Start of DATASET CONTENT
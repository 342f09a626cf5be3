//! Core wire types for the Bankbox protocol.
//!
//! Every message is a tagged JSON object: `{"type": "<event>", "data": …}`.
//! The tag carries the event name (`join_game`, `game_updated`, …) and the
//! payload rides in `data`, mirroring how the mobile clients emit and
//! listen for named events. Field names on payloads are camelCase so the
//! JSON reads naturally on the client side.

use serde::{Deserialize, Serialize};

use std::fmt;

// ---------------------------------------------------------------------------
// Identity types
// ---------------------------------------------------------------------------

/// Identifier for a live connection, assigned by the server at accept time.
///
/// This is a routing hint, not a stable identity: a player keeps their seat
/// across reconnects by re-joining with the same display name, at which
/// point their `ConnectionId` is rebound. It appears on the wire as the
/// `id` field of a player snapshot and as the `targetId` of a peer-to-peer
/// transfer.
#[derive(Debug, Clone, Copy, PartialEq, Eq, Hash, Serialize, Deserialize)]
#[serde(transparent)]
pub struct ConnectionId(pub u64);

impl fmt::Display for ConnectionId {
    fn fmt(&self, f: &mut fmt::Formatter<'_>) -> fmt::Result {
        write!(f, "conn-{}", self.0)
    }
}

/// A room's short join code: four characters from `A–Z0–9`, always stored
/// uppercase.
///
/// The code doubles as the room's broadcast-channel name. Client input is
/// normalized through [`RoomCode::new`], so `"ab3k"` and `"AB3K"` address
/// the same room.
#[derive(Debug, Clone, PartialEq, Eq, Hash, Serialize, Deserialize)]
#[serde(transparent)]
pub struct RoomCode(String);

impl RoomCode {
    /// Builds a code from client input, trimming whitespace and folding to
    /// uppercase.
    pub fn new(code: impl AsRef<str>) -> Self {
        Self(code.as_ref().trim().to_ascii_uppercase())
    }

    /// Returns the canonical uppercase form.
    pub fn as_str(&self) -> &str {
        &self.0
    }
}

impl fmt::Display for RoomCode {
    fn fmt(&self, f: &mut fmt::Formatter<'_>) -> fmt::Result {
        f.write_str(&self.0)
    }
}

// ---------------------------------------------------------------------------
// Game settings
// ---------------------------------------------------------------------------

/// Per-room monetary settings, fixed at creation time.
#[derive(Debug, Clone, Copy, PartialEq, Eq, Serialize, Deserialize)]
#[serde(rename_all = "camelCase")]
pub struct GameSettings {
    /// Cash every player starts with.
    pub initial_balance: i64,

    /// Salary credited by a "collect salary" transaction. The server always
    /// applies this figure, never a client-supplied amount.
    pub go_reward: i64,
}

impl Default for GameSettings {
    fn default() -> Self {
        Self {
            initial_balance: 1500,
            go_reward: 200,
        }
    }
}

// ---------------------------------------------------------------------------
// Transactions
// ---------------------------------------------------------------------------

/// The four monetary operations a player can request.
#[derive(Debug, Clone, Copy, PartialEq, Eq, Serialize, Deserialize)]
#[serde(rename_all = "SCREAMING_SNAKE_CASE")]
pub enum TransactionKind {
    /// Transfer cash from the sender to another player.
    P2p,
    /// Borrow from the bank: cash and debt both increase.
    BankLoan,
    /// Pay the bank: cash decreases, debt is reduced by at most the amount.
    BankPay,
    /// Collect salary: the room's `go_reward` is credited.
    BankGo,
}

impl fmt::Display for TransactionKind {
    fn fmt(&self, f: &mut fmt::Formatter<'_>) -> fmt::Result {
        let name = match self {
            Self::P2p => "P2P",
            Self::BankLoan => "BANK_LOAN",
            Self::BankPay => "BANK_PAY",
            Self::BankGo => "BANK_GO",
        };
        f.write_str(name)
    }
}

/// A transaction amount as it arrives on the wire.
///
/// Mobile form inputs send amounts as strings; programmatic clients send
/// JSON integers. Both are accepted and resolved through
/// [`Amount::as_positive`]. Fractional numbers decode (so the request can
/// be answered) but never validate — this game has no cents.
#[derive(Debug, Clone, PartialEq, Serialize, Deserialize)]
#[serde(untagged)]
pub enum Amount {
    Int(i64),
    Float(f64),
    Text(String),
}

impl Amount {
    /// Returns the amount as a strictly positive integer, or `None` when it
    /// is non-numeric, fractional, zero, or negative.
    pub fn as_positive(&self) -> Option<i64> {
        let value = match self {
            Self::Int(n) => Some(*n),
            Self::Float(_) => None,
            Self::Text(s) => s.trim().parse::<i64>().ok(),
        }?;
        (value > 0).then_some(value)
    }
}

// ---------------------------------------------------------------------------
// Snapshots
// ---------------------------------------------------------------------------

/// One player's public state inside a room snapshot.
///
/// `id` is the player's *current* connection — the value to use as
/// `targetId` when paying them. Transient engine state (the per-player
/// processing flag) is deliberately not part of this type: snapshots carry
/// only what clients may base decisions on.
#[derive(Debug, Clone, PartialEq, Serialize, Deserialize)]
#[serde(rename_all = "camelCase")]
pub struct PlayerSnapshot {
    pub id: ConnectionId,
    pub name: String,
    pub color: String,
    pub balance: i64,
    pub debt: i64,
    pub is_host: bool,
}

/// The full state of a room, pushed to every member after each change.
///
/// Always a complete snapshot, never a diff — rooms are bounded by the
/// seats at a physical table, so the simplicity is worth the bandwidth.
#[derive(Debug, Clone, PartialEq, Serialize, Deserialize)]
#[serde(rename_all = "camelCase")]
pub struct RoomSnapshot {
    pub code: RoomCode,
    pub settings: GameSettings,
    pub players: Vec<PlayerSnapshot>,
    pub history: Vec<String>,
}

// ---------------------------------------------------------------------------
// Client → server messages
// ---------------------------------------------------------------------------

/// Payload of a `join_game` event.
#[derive(Debug, Clone, PartialEq, Serialize, Deserialize)]
#[serde(rename_all = "camelCase")]
pub struct JoinGameRequest {
    /// Display name; the stable identity key within a room.
    pub player_name: String,

    /// Whether to create a fresh room or join an existing one.
    pub action: JoinAction,

    /// Code of the room to join. Required for `JOIN`, ignored for `CREATE`.
    #[serde(default)]
    pub room_code: Option<String>,

    /// Display accent, cosmetic only.
    #[serde(default)]
    pub color: Option<String>,

    /// Room settings, honored only for `CREATE`; defaulted when absent.
    #[serde(default)]
    pub settings: Option<GameSettings>,
}

/// Discriminator for `join_game`: create a room or join by code.
#[derive(Debug, Clone, Copy, PartialEq, Eq, Serialize, Deserialize)]
#[serde(rename_all = "SCREAMING_SNAKE_CASE")]
pub enum JoinAction {
    Create,
    Join,
}

/// Payload of a `make_transaction` event.
#[derive(Debug, Clone, PartialEq, Serialize, Deserialize)]
#[serde(rename_all = "camelCase")]
pub struct TransactionRequest {
    /// Room the sender believes they are in.
    pub room_code: String,

    /// Receiving player's connection id; only meaningful for `P2P`.
    #[serde(default)]
    pub target_id: Option<ConnectionId>,

    /// Requested amount. Ignored (overridden server-side) for `BANK_GO`.
    pub amount: Amount,

    /// Which monetary operation to apply.
    #[serde(rename = "type")]
    pub kind: TransactionKind,
}

/// Payload of a `request_update` event: explicit resend by room code.
#[derive(Debug, Clone, PartialEq, Serialize, Deserialize)]
#[serde(rename_all = "camelCase")]
pub struct UpdateRequest {
    pub room_code: String,
}

/// Everything a client can send.
///
/// `#[serde(tag = "type", content = "data")]` produces adjacently tagged
/// JSON — `{"type": "join_game", "data": {…}}` — so the event name is
/// inspectable without touching the payload.
#[derive(Debug, Clone, PartialEq, Serialize, Deserialize)]
#[serde(tag = "type", content = "data", rename_all = "snake_case")]
pub enum ClientMessage {
    /// Create a room or join (possibly rejoin) an existing one.
    JoinGame(JoinGameRequest),

    /// Apply a monetary transaction in the sender's room.
    MakeTransaction(TransactionRequest),

    /// Ask for a resend of a specific room's snapshot.
    RequestUpdate(UpdateRequest),

    /// Ask for a resend of whichever room this connection is bound to.
    /// Carries no payload; the server infers the room from the connection.
    RequestUpdateBySocket,
}

// ---------------------------------------------------------------------------
// Server → client messages
// ---------------------------------------------------------------------------

/// Everything the server can send.
///
/// `JoinSuccess` and `TransactionSuccess` are unicast acknowledgments to
/// the requester, distinct from the `GameUpdated` broadcast, so a client
/// can leave its "waiting" state even if the broadcast is delayed.
/// `ErrorMessage` is only ever unicast — failures are never broadcast to
/// the room.
#[derive(Debug, Clone, PartialEq, Serialize, Deserialize)]
#[serde(tag = "type", content = "data", rename_all = "snake_case")]
pub enum ServerMessage {
    /// Admission acknowledgment carrying the room the caller just entered.
    JoinSuccess(RoomSnapshot),

    /// The requester's transaction was applied.
    TransactionSuccess,

    /// Human-readable failure report for a single request.
    ErrorMessage(String),

    /// Full room snapshot, multicast to every member after a state change.
    GameUpdated(RoomSnapshot),
}

// =========================================================================
// Tests
// =========================================================================
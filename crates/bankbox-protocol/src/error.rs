//! Error types for the protocol layer.

/// Errors that can occur while encoding or decoding wire messages.
///
/// A `ProtocolError` always means the problem is in serialization, not in
/// networking or room state — each layer of the stack keeps its own enum.
#[derive(Debug, thiserror::Error)]
pub enum ProtocolError {
    /// Serialization failed.
    #[cfg(feature = "json")]
    #[error("encode failed: {0}")]
    Encode(serde_json::Error),

    /// Deserialization failed: malformed JSON, missing fields, or an
    /// unknown event tag.
    #[cfg(feature = "json")]
    #[error("decode failed: {0}")]
    Decode(serde_json::Error),

    /// The message parsed but violates protocol rules.
    #[error("invalid message: {0}")]
    InvalidMessage(String),
}
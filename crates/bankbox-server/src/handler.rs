//! Per-connection handler: decode, dispatch, deliver.
//!
//! Each accepted connection gets one task running [`handle_connection`]
//! plus a writer task that drains the connection's outbound queue into
//! the socket. The reader loop decodes [`ClientMessage`]s and dispatches
//! them; every reply and broadcast goes through the
//! [`ConnectionRegistry`](crate::ConnectionRegistry), never directly to a
//! socket, so the ledger lock is never held across I/O.

use std::sync::Arc;

use bankbox_protocol::{
    ClientMessage, Codec, ConnectionId, JoinAction, JoinGameRequest,
    ServerMessage, TransactionRequest, UpdateRequest,
};
use futures_util::{SinkExt, StreamExt};
use tokio::net::TcpStream;
use tokio::sync::mpsc;
use tokio_tungstenite::WebSocketStream;
use tokio_tungstenite::tungstenite::Message;

use crate::server::ServerState;

/// Handles a single connection from accept to close.
pub(crate) async fn handle_connection(
    ws: WebSocketStream<TcpStream>,
    conn_id: ConnectionId,
    state: Arc<ServerState>,
) {
    let (mut sink, mut stream) = ws.split();
    let (tx, mut rx) = mpsc::unbounded_channel::<ServerMessage>();
    state.registry.lock().await.register(conn_id, tx);

    // Writer task: the only place this socket is written. Ends when the
    // registry drops the last sender, or on the first failed send.
    let codec = state.codec;
    let writer = tokio::spawn(async move {
        while let Some(msg) = rx.recv().await {
            let json = match codec
                .encode(&msg)
                .map(|bytes| String::from_utf8(bytes).ok())
            {
                Ok(Some(json)) => json,
                _ => {
                    tracing::warn!(%conn_id, "failed to encode outbound message");
                    continue;
                }
            };
            if sink.send(Message::text(json)).await.is_err() {
                break;
            }
        }
    });

    // Reader loop: one message at a time, to completion, in arrival order.
    while let Some(frame) = stream.next().await {
        let data = match frame {
            Ok(Message::Text(text)) => text.as_bytes().to_vec(),
            Ok(Message::Binary(data)) => data.to_vec(),
            Ok(Message::Close(_)) => break,
            Ok(_) => continue, // ping/pong
            Err(e) => {
                tracing::debug!(%conn_id, error = %e, "recv error");
                break;
            }
        };

        let msg: ClientMessage = match state.codec.decode(&data) {
            Ok(msg) => msg,
            Err(e) => {
                tracing::debug!(
                    %conn_id,
                    error = %e,
                    "undecodable message, skipping"
                );
                continue;
            }
        };

        dispatch(conn_id, msg, &state).await;
    }

    // The seat survives the disconnect; only the delivery route is torn
    // down. The player reclaims the seat by rejoining with their name.
    if let Some(code) = state
        .rooms
        .lock()
        .await
        .room_for_connection(conn_id)
        .map(|room| room.code().clone())
    {
        tracing::info!(%conn_id, %code, "player connection lost");
    } else {
        tracing::debug!(%conn_id, "connection closed");
    }

    state.registry.lock().await.unregister(conn_id);
    // Let the writer flush anything still queued before tearing down.
    let _ = writer.await;
}

async fn dispatch(
    conn_id: ConnectionId,
    msg: ClientMessage,
    state: &Arc<ServerState>,
) {
    match msg {
        ClientMessage::JoinGame(req) => {
            handle_join_game(conn_id, req, state).await;
        }
        ClientMessage::MakeTransaction(req) => {
            handle_make_transaction(conn_id, req, state).await;
        }
        ClientMessage::RequestUpdate(req) => {
            handle_request_update(conn_id, req, state).await;
        }
        ClientMessage::RequestUpdateBySocket => {
            handle_request_update_by_socket(conn_id, state).await;
        }
    }
}

/// Creates or joins a room, then acknowledges the requester and pushes
/// the fresh snapshot to every member.
async fn handle_join_game(
    conn_id: ConnectionId,
    req: JoinGameRequest,
    state: &Arc<ServerState>,
) {
    // Input hygiene lives here, not in the ledger: a request this
    // malformed never had a room to fail in.
    if req.player_name.trim().is_empty() {
        send_error(state, conn_id, "a player name is required").await;
        return;
    }
    if req.action == JoinAction::Join
        && req
            .room_code
            .as_deref()
            .is_none_or(|code| code.trim().is_empty())
    {
        send_error(state, conn_id, "a room code is required to join").await;
        return;
    }

    let outcome = {
        let mut rooms = state.rooms.lock().await;
        let result = match req.action {
            JoinAction::Create => rooms.create_room(
                conn_id,
                req.player_name.trim(),
                req.color.as_deref(),
                req.settings,
            ),
            JoinAction::Join => rooms.join_room(
                conn_id,
                req.room_code.as_deref().unwrap_or_default(),
                req.player_name.trim(),
                req.color.as_deref(),
            ),
        };
        result.map(|room| (room.snapshot(), room.member_connections()))
    };

    let registry = state.registry.lock().await;
    match outcome {
        Ok((snapshot, members)) => {
            // The ack lands before the broadcast so the joining client
            // never races its own admission.
            registry
                .unicast(conn_id, ServerMessage::JoinSuccess(snapshot.clone()));
            registry
                .broadcast(&members, &ServerMessage::GameUpdated(snapshot));
        }
        Err(e) => {
            registry.unicast(conn_id, ServerMessage::ErrorMessage(e.to_string()));
        }
    }
}

/// Applies a transaction; on success broadcasts the updated room and
/// acknowledges the sender, on failure reports to the sender only.
async fn handle_make_transaction(
    conn_id: ConnectionId,
    req: TransactionRequest,
    state: &Arc<ServerState>,
) {
    let outcome = {
        let mut rooms = state.rooms.lock().await;
        rooms
            .apply_transaction(conn_id, &req)
            .map(|room| (room.snapshot(), room.member_connections()))
    };

    let registry = state.registry.lock().await;
    match outcome {
        Ok((snapshot, members)) => {
            registry
                .broadcast(&members, &ServerMessage::GameUpdated(snapshot));
            registry.unicast(conn_id, ServerMessage::TransactionSuccess);
        }
        Err(e) => {
            registry.unicast(conn_id, ServerMessage::ErrorMessage(e.to_string()));
        }
    }
}

/// Resends a room's snapshot to the requester only.
async fn handle_request_update(
    conn_id: ConnectionId,
    req: UpdateRequest,
    state: &Arc<ServerState>,
) {
    let snapshot = {
        let rooms = state.rooms.lock().await;
        rooms.room_by_code(&req.room_code).map(|room| room.snapshot())
    };

    match snapshot {
        Some(snapshot) => {
            state
                .registry
                .lock()
                .await
                .unicast(conn_id, ServerMessage::GameUpdated(snapshot));
        }
        None => {
            // Best-effort resync; an unknown code is not worth an error.
            tracing::debug!(%conn_id, code = %req.room_code, "resync for unknown room");
        }
    }
}

/// Resends the snapshot of whichever room this connection is bound to,
/// inferred without the client naming it.
async fn handle_request_update_by_socket(
    conn_id: ConnectionId,
    state: &Arc<ServerState>,
) {
    let snapshot = {
        let rooms = state.rooms.lock().await;
        rooms
            .room_for_connection(conn_id)
            .map(|room| room.snapshot())
    };

    match snapshot {
        Some(snapshot) => {
            state
                .registry
                .lock()
                .await
                .unicast(conn_id, ServerMessage::GameUpdated(snapshot));
        }
        None => {
            tracing::debug!(%conn_id, "resync requested by unseated connection");
        }
    }
}

async fn send_error(
    state: &Arc<ServerState>,
    conn_id: ConnectionId,
    message: &str,
) {
    state
        .registry
        .lock()
        .await
        .unicast(conn_id, ServerMessage::ErrorMessage(message.to_string()));
}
End of DATASET CONTENT
▶ _PROBLEM TO SOLVE_: Gather and copy every line of the data in which the string "messages" is found.

▶ _RESULT OF THE TASK_:
// Client → server messages
// Server → client messages
/// Errors that can occur while encoding or decoding wire messages.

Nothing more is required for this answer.